[[ DATA FOR THE TASK, beginning ]]

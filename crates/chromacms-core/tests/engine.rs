//! End-to-end scenarios: parse, build, execute, cache

use std::sync::Arc;

use chromacms_core::{
    synth, transform, transform_parallel, PixelFormat, Profile, Registry, RenderingIntent,
};

fn srgb_pipeline(
    registry: &Registry,
) -> (Arc<Profile>, Arc<chromacms_core::Pipeline>) {
    let profile = registry.get_or_parse(&synth::srgb()).unwrap();
    let pipeline = registry
        .get_or_build(&profile, &profile, RenderingIntent::RelativeColorimetric)
        .unwrap();
    (profile, pipeline)
}

#[test]
fn srgb_to_itself_is_identity_within_one_step() {
    let registry = Registry::new(4);
    let (_, pipeline) = srgb_pipeline(&registry);

    // 2x2 RGBA image with distinct corner colors
    let src: [u8; 16] = [
        255, 0, 0, 255, // red, opaque
        0, 255, 0, 128, // green, half alpha
        0, 0, 255, 0, // blue, transparent
        64, 128, 192, 200, // mixed
    ];
    let mut dst = [0u8; 16];
    transform(
        &pipeline,
        PixelFormat::RGBA_8,
        &src,
        PixelFormat::RGBA_8,
        &mut dst,
        4,
    )
    .unwrap();

    for (i, (&got, &want)) in dst.iter().zip(&src).enumerate() {
        let delta = (got as i16 - want as i16).abs();
        if (i + 1) % 4 == 0 {
            // Alpha must survive bit-exact
            assert_eq!(got, want, "alpha changed at sample {}", i);
        } else {
            assert!(delta <= 1, "sample {}: {} vs {}", i, got, want);
        }
    }
}

#[test]
fn srgb_to_linear_p3_preserves_neutrals() {
    let registry = Registry::new(4);
    let src = registry.get_or_parse(&synth::srgb()).unwrap();
    let dst = registry.get_or_parse(&synth::linear_display_p3()).unwrap();
    let pipeline = registry
        .get_or_build(&src, &dst, RenderingIntent::RelativeColorimetric)
        .unwrap();

    let pixels: [u8; 12] = [
        255, 255, 255, // white
        0, 0, 0, // black
        255, 0, 0, // red
        0, 0, 255, // blue
    ];
    let mut out = [0u8; 12];
    transform(
        &pipeline,
        PixelFormat::RGB_8,
        &pixels,
        PixelFormat::RGB_8,
        &mut out,
        4,
    )
    .unwrap();

    // White and black map to themselves
    for c in 0..3 {
        assert!(out[c] >= 253, "white drifted: {:?}", &out[..3]);
        assert!(out[3 + c] <= 1, "black drifted: {:?}", &out[3..6]);
    }
    // sRGB red sits inside P3, with red dominant
    assert!(out[6] > out[7] && out[6] > out[8], "red: {:?}", &out[6..9]);
    // sRGB blue maps mostly to P3 blue
    assert!(out[11] > out[9] && out[11] > out[10], "blue: {:?}", &out[9..12]);
}

#[test]
fn float_inputs_saturate_on_integer_repack() {
    let registry = Registry::new(4);
    let (_, pipeline) = srgb_pipeline(&registry);

    let floats = [1.2f32, -0.3, 0.5, 2.0, 1.0, 0.0];
    let src: Vec<u8> = floats.iter().flat_map(|v| v.to_ne_bytes()).collect();
    let mut dst = [0u8; 6];
    transform(
        &pipeline,
        PixelFormat::RGB_F32,
        &src,
        PixelFormat::RGB_8,
        &mut dst,
        2,
    )
    .unwrap();

    assert_eq!(dst[0], 255);
    assert_eq!(dst[1], 0);
    assert_eq!(dst[3], 255);
    assert_eq!(dst[4], 255);
    assert_eq!(dst[5], 0);
}

#[test]
fn gray_image_expands_to_neutral_rgb() {
    let registry = Registry::new(4);
    let gray = registry.get_or_parse(&synth::gray(2.2)).unwrap();
    let srgb = registry.get_or_parse(&synth::srgb()).unwrap();
    let pipeline = registry
        .get_or_build(&gray, &srgb, RenderingIntent::RelativeColorimetric)
        .unwrap();

    let src: [u8; 4] = [0, 85, 170, 255];
    let mut dst = [0u8; 12];
    transform(
        &pipeline,
        PixelFormat::GRAY_8,
        &src,
        PixelFormat::RGB_8,
        &mut dst,
        4,
    )
    .unwrap();

    for px in 0..4 {
        let rgb = &dst[px * 3..px * 3 + 3];
        // Neutral axis: all three channels within a step of each other
        assert!(
            rgb.iter().max().unwrap() - rgb.iter().min().unwrap() <= 1,
            "pixel {} not neutral: {:?}",
            px,
            rgb
        );
    }
    assert_eq!(&dst[0..3], &[0, 0, 0]);
    assert!(dst[9] >= 254, "white drifted: {:?}", &dst[9..12]);
}

#[test]
fn registry_reuses_and_survives_eviction() {
    let registry = Registry::new(1);
    let srgb_bytes = synth::srgb();
    let p3_bytes = synth::linear_display_p3();

    let first = registry.get_or_parse(&srgb_bytes).unwrap();
    let pipeline = registry
        .get_or_build(&first, &first, RenderingIntent::RelativeColorimetric)
        .unwrap();

    // Filling the one-slot cache evicts the sRGB profile
    registry.get_or_parse(&p3_bytes).unwrap();
    assert_eq!(registry.profile_count(), 1);

    // The evicted Arc and its pipeline remain fully usable
    let src = [10u8, 20, 30];
    let mut out = [0u8; 3];
    transform(
        &pipeline,
        PixelFormat::RGB_8,
        &src,
        PixelFormat::RGB_8,
        &mut out,
        1,
    )
    .unwrap();
    assert_eq!(first.color_space(), chromacms_core::ColorSpace::Rgb);

    // Re-requesting the same bytes parses a fresh instance with the
    // same content hash
    let again = registry.get_or_parse(&srgb_bytes).unwrap();
    assert_eq!(again.id(), first.id());
    assert!(!Arc::ptr_eq(&again, &first));
}

#[test]
fn parallel_transform_matches_serial_on_large_buffer() {
    let registry = Registry::new(4);
    let src_profile = registry.get_or_parse(&synth::srgb()).unwrap();
    let dst_profile = registry.get_or_parse(&synth::linear_display_p3()).unwrap();
    let pipeline = registry
        .get_or_build(
            &src_profile,
            &dst_profile,
            RenderingIntent::RelativeColorimetric,
        )
        .unwrap();

    let pixels = 50_000;
    let src: Vec<u8> = (0..pixels * 4)
        .map(|i: usize| (i.wrapping_mul(2654435761usize) >> 13) as u8)
        .collect();

    let mut serial = vec![0u8; pixels * 4];
    let mut parallel = vec![0u8; pixels * 4];
    transform(
        &pipeline,
        PixelFormat::RGBA_8,
        &src,
        PixelFormat::RGBA_8,
        &mut serial,
        pixels,
    )
    .unwrap();
    transform_parallel(
        &pipeline,
        PixelFormat::RGBA_8,
        &src,
        PixelFormat::RGBA_8,
        &mut parallel,
        pixels,
    )
    .unwrap();
    assert_eq!(serial, parallel);
}

/// Assemble a display profile whose A2B0/B2A0 are identity mft2 LUTs,
/// exercising the LUT builder path end to end.
mod lut_profiles {
    use super::*;

    fn identity_mft2(grid: u8) -> Vec<u8> {
        let mut data = Vec::new();
        data.extend_from_slice(b"mft2");
        data.extend_from_slice(&[0; 4]);
        data.push(3);
        data.push(3);
        data.push(grid);
        data.push(0);
        for r in 0..3 {
            for c in 0..3 {
                let v = if r == c { 0x0001_0000i32 } else { 0 };
                data.extend_from_slice(&v.to_be_bytes());
            }
        }
        data.extend_from_slice(&2u16.to_be_bytes());
        data.extend_from_slice(&2u16.to_be_bytes());
        for _ in 0..3 {
            data.extend_from_slice(&0u16.to_be_bytes());
            data.extend_from_slice(&65535u16.to_be_bytes());
        }
        let g = grid as usize;
        for a in 0..g {
            for b in 0..g {
                for c in 0..g {
                    for node in [a, b, c] {
                        let v = (node as f64 / (g - 1) as f64 * 65535.0).round() as u16;
                        data.extend_from_slice(&v.to_be_bytes());
                    }
                }
            }
        }
        for _ in 0..3 {
            data.extend_from_slice(&0u16.to_be_bytes());
            data.extend_from_slice(&65535u16.to_be_bytes());
        }
        data
    }

    fn lut_profile() -> Vec<u8> {
        let tags: Vec<([u8; 4], Vec<u8>)> = vec![
            (*b"wtpt", {
                let mut b = Vec::new();
                b.extend_from_slice(b"XYZ ");
                b.extend_from_slice(&[0; 4]);
                b.extend_from_slice(&0x0000F6D6u32.to_be_bytes());
                b.extend_from_slice(&0x00010000u32.to_be_bytes());
                b.extend_from_slice(&0x0000D32Du32.to_be_bytes());
                b
            }),
            (*b"A2B0", identity_mft2(5)),
            (*b"B2A0", identity_mft2(5)),
        ];

        let table_end = 132 + tags.len() * 12;
        let mut bodies = Vec::new();
        let mut offsets = Vec::new();
        let mut pos = table_end;
        for (_, body) in &tags {
            offsets.push(pos as u32);
            bodies.extend_from_slice(body);
            let padded = body.len().div_ceil(4) * 4;
            bodies.resize(bodies.len() + padded - body.len(), 0);
            pos += padded;
        }

        let total = table_end + bodies.len();
        let mut data = vec![0u8; table_end];
        data[0..4].copy_from_slice(&(total as u32).to_be_bytes());
        data[8..12].copy_from_slice(&0x04300000u32.to_be_bytes());
        data[12..16].copy_from_slice(b"mntr");
        data[16..20].copy_from_slice(b"RGB ");
        data[20..24].copy_from_slice(b"XYZ ");
        data[36..40].copy_from_slice(b"acsp");
        data[64..68].copy_from_slice(&0u32.to_be_bytes());
        data[68..72].copy_from_slice(&0x0000F6D6u32.to_be_bytes());
        data[72..76].copy_from_slice(&0x00010000u32.to_be_bytes());
        data[76..80].copy_from_slice(&0x0000D32Du32.to_be_bytes());
        data[128..132].copy_from_slice(&(tags.len() as u32).to_be_bytes());
        for (i, ((sig, body), offset)) in tags.iter().zip(&offsets).enumerate() {
            let base = 132 + i * 12;
            data[base..base + 4].copy_from_slice(sig);
            data[base + 4..base + 8].copy_from_slice(&offset.to_be_bytes());
            data[base + 8..base + 12].copy_from_slice(&(body.len() as u32).to_be_bytes());
        }
        data.extend_from_slice(&bodies);
        data
    }

    #[test]
    fn lut_profile_roundtrip_is_identity() {
        let registry = Registry::new(4);
        let profile = registry.get_or_parse(&lut_profile()).unwrap();
        assert!(profile.warnings().is_empty());

        let pipeline = registry
            .get_or_build(&profile, &profile, RenderingIntent::Perceptual)
            .unwrap();

        // Grid nodes of a 5-point CLUT land on multiples of 1/4, and
        // 8-bit values 0, 64ish, 128ish fall near them; check a spread
        // of values stays within one 8-bit step.
        let src: [u8; 12] = [0, 64, 128, 255, 32, 96, 160, 224, 10, 200, 5, 250];
        let mut dst = [0u8; 12];
        transform(
            &pipeline,
            PixelFormat::RGB_8,
            &src,
            PixelFormat::RGB_8,
            &mut dst,
            4,
        )
        .unwrap();
        for (i, (&got, &want)) in dst.iter().zip(&src).enumerate() {
            let delta = (got as i16 - want as i16).abs();
            assert!(delta <= 1, "sample {}: {} vs {}", i, got, want);
        }
    }

    #[test]
    fn lut_profile_exact_at_grid_nodes() {
        let registry = Registry::new(4);
        let profile = registry.get_or_parse(&lut_profile()).unwrap();
        let pipeline = registry
            .get_or_build(&profile, &profile, RenderingIntent::Perceptual)
            .unwrap();

        // 0.0, 0.25, 0.5, 0.75, 1.0 are exact nodes of the 5-grid
        let mut out = [0.0f64; 3];
        for v in [0.0, 0.25, 0.5, 0.75, 1.0] {
            pipeline.eval(&[v, v, v], &mut out);
            for c in 0..3 {
                assert!(
                    (out[c] - v).abs() < 1e-4,
                    "node {} drifted to {:?}",
                    v,
                    out
                );
            }
        }
    }
}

[[ DATA FOR THE TASK, end ]]

Among the records above, how many lines contain the word "offsets"? Answer with the number by itself.

* _RESPONSE TO THE EXERCISE_
3